Untuk mengilustrasikan lebih lanjut ide-konstruksi seks, pertimbangkan kasus memiliki alat kelamin wanita, selalu menganggap dirinya sebagai wanita dan dianggap oleh orang lain.Â
Namun, ia ditemukan memiliki kromosom XY dan dilarang berkompetisi dalam olahraga wanita. Alat kelamin  berselisih dengan kromosomnya dan yang terakhir diambil untuk menentukan jenis kelaminnya. Patio berhasil berjuang untuk diakui sebagai atlet wanita dengan alasan  kromosomnya saja tidak cukup untuk tidak menjadikannya perempuan.Â
Interseks, mengilustrasikan  pemahaman kita tentang seks berbeda dan menyarankan  tidak ada cara langsung yang jelas untuk menyelesaikan jumlah seks murni secara biologis atau ilmiah. Memutuskan apa jenis kelamin itu melibatkan penilaian evaluatif yang dipengaruhi oleh faktor sosial.

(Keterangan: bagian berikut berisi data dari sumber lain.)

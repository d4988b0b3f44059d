use std::fs;
use std::path::{Path, PathBuf};

use crate::model::config::AppConfig;

const APP_DIR: &str = "mytask";

/// Error type for loading config.toml
#[derive(Debug, thiserror::Error)]
pub enum ConfigError {
    #[error("could not read {path}: {source}")]
    ReadError {
        path: PathBuf,
        source: std::io::Error,
    },
    #[error("could not parse {path}: {source}")]
    ParseError {
        path: PathBuf,
        source: toml::de::Error,
    },
}

/// Default config location: `<config dir>/mytask/config.toml`
pub fn default_config_path() -> Option<PathBuf> {
    dirs::config_dir().map(|d| d.join(APP_DIR).join("config.toml"))
}

/// Read a config file. A missing file yields the defaults; a file that
/// exists but does not parse is an error.
pub fn read_config(path: &Path) -> Result<AppConfig, ConfigError> {
    let text = match fs::read_to_string(path) {
        Ok(text) => text,
        Err(e) if e.kind() == std::io::ErrorKind::NotFound => return Ok(AppConfig::default()),
        Err(e) => {
            return Err(ConfigError::ReadError {
                path: path.to_path_buf(),
                source: e,
            });
        }
    };
    toml::from_str(&text).map_err(|e| ConfigError::ParseError {
        path: path.to_path_buf(),
        source: e,
    })
}

/// Pick the data directory: explicit override, then config, then the
/// platform data dir, then `./.mytask`.
pub fn resolve_data_dir(override_dir: Option<&Path>, config: &AppConfig) -> PathBuf {
    if let Some(dir) = override_dir {
        return dir.to_path_buf();
    }
    if let Some(dir) = &config.storage.data_dir {
        return dir.clone();
    }
    dirs::data_dir()
        .map(|d| d.join(APP_DIR))
        .unwrap_or_else(|| PathBuf::from(".mytask"))
}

Sejauh konsepsi budaya  memengaruhi pemahaman  tentang seks, kaum feminis harus lebih berhati-hati tentang klasifikasi seks dan memikirkan kembali apa yang menjadi makna seks . Lebih khusus, orang-orang interseks mengilustrasikan  ciri-ciri seks yang terkait dengan perempuan dan laki-laki tidak perlu selalu bersama dan  individu dapat memiliki beberapa campuran dari sifat-sifat ini.Â
Hal ini menunjukkan kepada seks adalah konsep kluster: cukup untuk memuaskan fitur seks yang cenderung berkelompok untuk dihitung sebagai jenis kelamin tertentu.Â
Tapi, orang tidak perlu memenuhi semua fitur itu atau fitur seks yang seharusnya dipilih secara sewenang-wenang yang seharusnya diperlukan , seperti kromosom.Â
Hal ini membuat seks menjadi masalah derajat dan klasifikasi jenis kelamin harus dilakukan dalam satu spektrum: satu bisa lebih atau kurang perempuan / laki-laki tetapi tidak ada perbedaan yang tajam antara keduanya. Lebih lanjut, interseks (bersama dengan orang trans) terletak di pusat spektrum seks dan dalam banyak kasus jenis kelamin mereka akan tidak dapat ditentukan.
Daftar Pustaka:
MacKinnon, C., 1989, Toward a Feminist Theory of State, Cambridge, Mass.: Harvard University Press.
__, 2006, "Difference and Dominance", in Theorizing Feminisms, E. Hackett and S. Haslanger (eds.), Oxford: Oxford University Press.